John’s story starts out as a familiar tragedy. Given up by his mother at the age of 2, John was left on the doorstep of his paternal uncle. This is just the beginning of the failure, not of John, but almost everyone else around him. John was routinely beaten by his cousins. After discovering this horrendous situation on one of their visits to Korea, his paternal grandmother and his paternal aunt took John with them when they went back to America. John was 6 years old.
It was then that he was reunited with his biological father and met his father’s common law wife. Any hopes for a happy home life were quickly shattered when his father’s common law wife began to physically and sexually abuse John. She performed sexual acts on him while his father was at work.

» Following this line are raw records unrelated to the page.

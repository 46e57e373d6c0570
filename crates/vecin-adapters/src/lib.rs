//! vecin-adapters
//!
//! Adaptadores de notificación para el flujo de aprobación:
//! - `message`: texto del aviso (asunto y cuerpo en español).
//! - `address`: resolución de la dirección del destinatario.
//! - `log_notifier`: sólo registra el aviso.
//! - `queued`: cola tokio con despacho asíncrono a un `MessageTransport`.

pub mod address;
pub mod log_notifier;
pub mod message;
pub mod queued;

pub use address::{AddressBook, StaticAddressBook};
pub use log_notifier::LogNotifier;
pub use message::{render_message, OutboundMessage};
pub use queued::{spawn_dispatcher, DispatchStats, DispatcherHandle, MessageTransport, QueuedNotifier, RecordingTransport, TransportError};
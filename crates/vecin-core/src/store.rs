//! Contrato de persistencia con escritura condicional e implementación en
//! memoria.
//!
//! Rol en el flujo:
//! - `read_entity` entrega el registro una vez por decisión.
//! - `write_entity` confirma el nuevo estado sólo si el `estado` persistido
//!   sigue siendo `expected` (compare-and-swap). En el mismo paso atómico
//!   agrega la transición al historial de la entidad.
//! - El historial es append-only con `seq` monotónico asignado por el store.
use std::sync::atomic::{AtomicU64, Ordering};

use chrono::{DateTime, Utc};
use dashmap::DashMap;
use serde::{Deserialize, Serialize};
use uuid::Uuid;
use vecin_domain::{ActorRole, EntityKind, Estado, WorkflowEntity};

use crate::errors::StoreError;

/// Transición decidida por el motor, aún sin confirmar.
#[derive(Debug, Clone, PartialEq, Eq, Serialize, Deserialize)]
pub struct TransitionDraft {
    pub kind: EntityKind,
    pub entity_id: Uuid,
    pub from: Estado,
    pub to: Estado,
    pub actor_id: Uuid,
    pub actor_role: ActorRole,
    pub motivo_rechazo: Option<String>,
    /// `event_id` de la notificación asociada.
    pub event_id: String,
    pub at: DateTime<Utc>,
}

/// Transición confirmada en el historial.
#[derive(Debug, Clone, PartialEq, Eq, Serialize, Deserialize)]
pub struct TransitionRecord {
    pub seq: u64,
    #[serde(flatten)]
    pub draft: TransitionDraft,
}

#[derive(Debug, Clone, PartialEq, Eq)]
pub enum WriteOutcome {
    Committed(TransitionRecord),
    /// El estado persistido ya no es el esperado; nada se escribió.
    Conflict,
}

pub trait EntityStore: Send + Sync {
    /// Inserta una entidad nueva. Falla con `Duplicate` si ya existe.
    fn insert_entity(&self, entity: &WorkflowEntity) -> Result<(), StoreError>;
    fn read_entity(&self, kind: EntityKind, id: Uuid) -> Result<WorkflowEntity, StoreError>;
    /// Escritura condicional: reemplaza la entidad y agrega `draft` al
    /// historial sólo si el estado actual es `expected`.
    fn write_entity(&self,
                    expected: Estado,
                    entity: &WorkflowEntity,
                    draft: &TransitionDraft)
                    -> Result<WriteOutcome, StoreError>;
    /// Historial de transiciones (orden ascendente por `seq`).
    fn history(&self, kind: EntityKind, id: Uuid) -> Result<Vec<TransitionRecord>, StoreError>;
}

struct Slot {
    entity: WorkflowEntity,
    history: Vec<TransitionRecord>,
}

/// Backend en memoria. El lock por entrada de `DashMap` serializa las
/// escrituras sobre una misma entidad.
pub struct InMemoryEntityStore {
    inner: DashMap<(EntityKind, Uuid), Slot>,
    seq: AtomicU64,
}

impl InMemoryEntityStore {
    pub fn new() -> Self {
        Self { inner: DashMap::new(),
               seq: AtomicU64::new(1) }
    }

    pub fn len(&self) -> usize {
        self.inner.len()
    }

    pub fn is_empty(&self) -> bool {
        self.inner.is_empty()
    }
}

impl Default for InMemoryEntityStore {
    fn default() -> Self {
        Self::new()
    }
}

impl EntityStore for InMemoryEntityStore {
    fn insert_entity(&self, entity: &WorkflowEntity) -> Result<(), StoreError> {
        use dashmap::mapref::entry::Entry;
        match self.inner.entry((entity.kind, entity.id)) {
            Entry::Occupied(_) => Err(StoreError::Duplicate { kind: entity.kind,
                                                              id: entity.id }),
            Entry::Vacant(v) => {
                v.insert(Slot { entity: entity.clone(),
                                history: Vec::new() });
                Ok(())
            }
        }
    }

    fn read_entity(&self, kind: EntityKind, id: Uuid) -> Result<WorkflowEntity, StoreError> {
        self.inner
            .get(&(kind, id))
            .map(|slot| slot.entity.clone())
            .ok_or(StoreError::NotFound { kind, id })
    }

    fn write_entity(&self,
                    expected: Estado,
                    entity: &WorkflowEntity,
                    draft: &TransitionDraft)
                    -> Result<WriteOutcome, StoreError> {
        let key = (entity.kind, entity.id);
        let mut slot = self.inner
                           .get_mut(&key)
                           .ok_or(StoreError::NotFound { kind: entity.kind,
                                                         id: entity.id })?;
        if slot.entity.estado != expected {
            return Ok(WriteOutcome::Conflict);
        }
        let record = TransitionRecord { seq: self.seq.fetch_add(1, Ordering::SeqCst),
                                        draft: draft.clone() };
        slot.entity = entity.clone();
        slot.history.push(record.clone());
        Ok(WriteOutcome::Committed(record))
    }

    fn history(&self, kind: EntityKind, id: Uuid) -> Result<Vec<TransitionRecord>, StoreError> {
        self.inner
            .get(&(kind, id))
            .map(|slot| slot.history.clone())
            .ok_or(StoreError::NotFound { kind, id })
    }
}
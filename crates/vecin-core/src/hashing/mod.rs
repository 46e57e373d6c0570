//! JSON canónico y huellas blake3 para identificar transiciones.

pub mod canonical_json;
pub mod hash;

pub use canonical_json::to_canonical_json;
pub use hash::{fingerprint, hash_str};
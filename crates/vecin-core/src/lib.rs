//! vecin-core: motor de estados compartido por solicitudes, reservas,
//! proyectos e inscripciones.
//!
//! - `graph`: grafo de transiciones por tipo de entidad y reglas de actor.
//! - `engine`: `StatusWorkflowEngine`, decisión pura sin efectos.
//! - `store` / `roles` / `notification`: contratos hacia los colaboradores
//!   externos (persistencia, autorización, notificador) con backends en
//!   memoria.
//! - `service`: `WorkflowService`, lectura + decisión + escritura condicional.
pub mod engine;
pub mod errors;
pub mod graph;
pub mod hashing;
pub mod notification;
pub mod roles;
pub mod service;
pub mod store;

pub use engine::{StatusWorkflowEngine, TransitionOutcome};
pub use errors::{classify_error, ErrorClass, NotificationDispatchError, StoreError, WorkflowError};
pub use graph::{allowed_targets, can_transition, Gate, TransitionRule};
pub use notification::{NoopNotifier, NotificationEvent, Notifier, RecordingNotifier};
pub use roles::{InMemoryRoleDirectory, RoleDirectory};
pub use service::{CommittedTransition, TransitionRequest, WorkflowService};
pub use store::{EntityStore, InMemoryEntityStore, TransitionDraft, TransitionRecord, WriteOutcome};
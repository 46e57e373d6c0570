use thiserror::Error;
use vecin_adapters::TransportError;
use vecin_core::{classify_error, ErrorClass, WorkflowError};
use vecin_persistence::PersistenceError;

/// Error de nivel aplicación.
#[derive(Debug, Error)]
pub enum AppError {
    #[error("Configuración inválida: {0}")]
    Config(String),
    #[error(transparent)]
    Workflow(#[from] WorkflowError),
    #[error("Persistencia: {0}")]
    Persistence(#[from] PersistenceError),
    #[error("Avisos: {0}")]
    Transport(#[from] TransportError),
}

impl AppError {
    /// Código de salida para binarios: 2 configuración, 3 conflicto
    /// concurrente, 4 rechazo del flujo, 5 infraestructura.
    pub fn exit_code(&self) -> i32 {
        match self {
            AppError::Config(_) => 2,
            AppError::Workflow(e) => match classify_error(e) {
                ErrorClass::Conflict => 3,
                ErrorClass::Structural | ErrorClass::Validation => 4,
                ErrorClass::Transient => 5,
            },
            AppError::Persistence(PersistenceError::Config(_)) => 2,
            AppError::Persistence(_) | AppError::Transport(_) => 5,
        }
    }
}
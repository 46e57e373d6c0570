use thiserror::Error;

/// Errores de validación del dominio (etiquetas desconocidas, estados fuera
/// del conjunto declarado, datos de transición incompletos).
#[derive(Debug, Error, Clone, PartialEq, Eq)]
pub enum DomainError {
    #[error("estado desconocido: {0}")]
    UnknownEstado(String),
    #[error("tipo de entidad desconocido: {0}")]
    UnknownKind(String),
    #[error("rol desconocido: {0}")]
    UnknownRole(String),
    #[error("el estado '{estado}' no pertenece a {kind}")]
    EstadoNotInKind { kind: String, estado: String },
    #[error("el rechazo requiere un motivo_rechazo no vacío")]
    MissingRejectionReason,
}

#[cfg(test)]
mod tests {
    use super::*;

    #[test]
    fn estado_not_in_kind_format() {
        let err = DomainError::EstadoNotInKind { kind: "reserva".into(),
                                                 estado: "asistio".into() };
        assert_eq!(err.to_string(), "el estado 'asistio' no pertenece a reserva");
    }
}
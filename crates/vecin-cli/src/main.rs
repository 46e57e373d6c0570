//! CLI de operación del flujo de aprobación sobre Postgres.
//!
//! `vecin-cli transition --kind reserva --id <UUID> --target rechazada --actor <UUID> --reason "sala ocupada"`
//!
//! Códigos de salida: 0 ok, 2 configuración, 3 conflicto concurrente,
//! 4 rechazo del flujo, 5 infraestructura.

use chrono::{DateTime, Utc};
use clap::{Parser, Subcommand};
use serde::Serialize;
use tracing::{error, info};
use tracing_subscriber::EnvFilter;
use uuid::Uuid;
use vecin_domain::{ActorRole, EntityKind, Estado, TransitionExtra};
use vecindapp::{pg_service_from_env, AppConfig, AppError, TransitionRequest};

#[derive(Debug, Parser)]
#[command(name = "vecin-cli", version, about = "Flujos de aprobación de la junta de vecinos")]
struct Cli {
    #[command(subcommand)]
    command: Command,
}

#[derive(Debug, Subcommand)]
enum Command {
    /// Crea una entidad en `pendiente`.
    Submit {
        #[arg(long)]
        kind: EntityKind,
        #[arg(long)]
        requester: Uuid,
        /// Término de la actividad (sólo inscripciones), RFC 3339.
        #[arg(long)]
        activity_end: Option<DateTime<Utc>>,
    },
    /// Aplica una transición de estado.
    Transition {
        #[arg(long)]
        kind: EntityKind,
        #[arg(long)]
        id: Uuid,
        #[arg(long)]
        target: Estado,
        #[arg(long)]
        actor: Uuid,
        /// Motivo (obligatorio al rechazar).
        #[arg(long)]
        reason: Option<String>,
        /// Estado que el operador vio al decidir.
        #[arg(long)]
        expect: Option<Estado>,
        #[arg(long)]
        at: Option<DateTime<Utc>>,
    },
    Show {
        #[arg(long)]
        kind: EntityKind,
        #[arg(long)]
        id: Uuid,
    },
    History {
        #[arg(long)]
        kind: EntityKind,
        #[arg(long)]
        id: Uuid,
    },
    /// Estados a los que `actor` puede mover la entidad.
    Targets {
        #[arg(long)]
        kind: EntityKind,
        #[arg(long)]
        id: Uuid,
        #[arg(long)]
        actor: Uuid,
    },
    /// Bandeja de pendientes de un tipo.
    Pending {
        #[arg(long)]
        kind: EntityKind,
    },
    GrantRole {
        #[arg(long)]
        actor: Uuid,
        #[arg(long)]
        role: ActorRole,
    },
    /// Aplica migraciones pendientes y termina.
    Migrate,
}

fn init_tracing() {
    let filter = EnvFilter::try_from_default_env().unwrap_or_else(|_| EnvFilter::new("vecin=info"));
    tracing_subscriber::fmt().with_env_filter(filter)
                             .with_writer(std::io::stderr)
                             .init();
}

fn print_json<T: Serialize>(value: &T) -> Result<(), AppError> {
    let out = serde_json::to_string_pretty(value).map_err(|e| AppError::Config(format!("salida json: {e}")))?;
    println!("{out}");
    Ok(())
}

fn build_request(kind: EntityKind,
                 id: Uuid,
                 target: Estado,
                 actor: Uuid,
                 reason: Option<String>,
                 expect: Option<Estado>,
                 at: Option<DateTime<Utc>>)
                 -> TransitionRequest {
    let mut req = TransitionRequest::new(kind, id, target, actor).with_extra(TransitionExtra { motivo_rechazo: reason,
                                                                                                at });
    if let Some(estado) = expect {
        req = req.expecting(estado);
    }
    req
}

fn run(cli: Cli) -> Result<(), AppError> {
    let cfg = AppConfig::from_env()?;
    if let Command::Migrate = cli.command {
        let pool = vecin_persistence::build_pool_from_env()?;
        info!("migraciones al día (pool max={})", pool.max_size());
        return Ok(());
    }

    let svc = pg_service_from_env(&cfg)?;
    match cli.command {
        Command::Submit { kind,
                          requester,
                          activity_end, } => print_json(&svc.submit(kind, requester, activity_end)?),
        Command::Transition { kind,
                              id,
                              target,
                              actor,
                              reason,
                              expect,
                              at, } => {
            let req = build_request(kind, id, target, actor, reason, expect, at);
            let done = svc.transition(&req)?;
            info!("transición {} -> {} seq={}", done.record.draft.from, done.record.draft.to, done.record.seq);
            print_json(&done.entity)
        }
        Command::Show { kind, id } => print_json(&svc.get(kind, id)?),
        Command::History { kind, id } => print_json(&svc.history(kind, id)?),
        Command::Targets { kind, id, actor } => print_json(&svc.allowed_targets_for(kind, id, actor)?),
        Command::Pending { kind } => print_json(&svc.store().list_pending(kind).map_err(vecindapp::WorkflowError::from)?),
        Command::GrantRole { actor, role } => {
            svc.roles().grant(actor, role).map_err(vecindapp::WorkflowError::from)?;
            info!("rol {role} asignado a {actor}");
            Ok(())
        }
        Command::Migrate => Ok(()),
    }
}

fn main() {
    init_tracing();
    let cli = Cli::parse();
    if let Err(e) = run(cli) {
        error!("{e}");
        eprintln!("error: {e}");
        std::process::exit(e.exit_code());
    }
}
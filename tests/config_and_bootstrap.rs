use vecin_core::NoopNotifier;
use vecindapp::{in_memory_service, AppConfig, AppError, EntityKind, Estado};

#[test]
fn unknown_requester_cannot_submit() {
    let svc = in_memory_service(NoopNotifier);
    let err = svc.submit(EntityKind::Reservation, uuid::Uuid::new_v4(), None).unwrap_err();
    assert_eq!(AppError::from(err).exit_code(), 4);
    assert!(svc.store().is_empty());
}

#[test]
fn default_config_is_usable() {
    let cfg = AppConfig::default();
    assert!(cfg.mail_from.contains('@'));
    assert!(cfg.notify_queue > 0);
    assert_eq!(Estado::Pendiente.as_str(), "pendiente");
}

#[test]
fn pg_bootstrap_requires_database_url() {
    if std::env::var("DATABASE_URL").is_ok() || std::path::Path::new(".env").exists() {
        eprintln!("skip pg_bootstrap_requires_database_url (DATABASE_URL o .env presente)");
        return;
    }
    let err = vecindapp::pg_service_from_env(&AppConfig::default()).err().unwrap();
    assert_eq!(err.exit_code(), 2);
}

His word against hers, John was betrayed again by his father who did not believe him. The same and only person who’d ever done anything to protect him took action again. His paternal aunt and her then husband adopted John into their family. John was now 9 years old.
John was in a stable household with a loving family for the first time in his life. It wasn’t enough to overcome his childhood of abuse. He got involved with the wrong crowd and was arrested on a charge of conspiracy to sell meth. A first time, nonviolent adult offender, John was sentenced to 13 years of incarceration. The wrongness of his sentencing notwithstanding, John used his time in person to reform, work through his pain, and earn an education. Eager to hit reset on his life, he was blindsided by ICE a month before his release with the news he was not a US citizen. ICE told him it wasn’t an issue and that he was free to go when his sentence was up.
Punished for the sins of his family through abuse and assault, John persevered. Punished by the US government, he paid his debt to society and persevered. Instead of being able to live a full, normal existence alongside his wife as is right, just and owed him, he is forced into limbo; fearing the prison of deportation to a place where he doesn’t know anybody, where he doesn’t belong.
There is no question that John and all adoptees without citizenship still in the United States should be granted citizenship, retroactively and going forward. It is owed to them. There is no question that all deported adoptees should be allowed to return to the US and granted citizenship since they should never have been deported. The real question is will the United States government uphold its professed moral ideals, or, through inaction drive another nail into the coffin of American exceptionalism, American moral righteousness?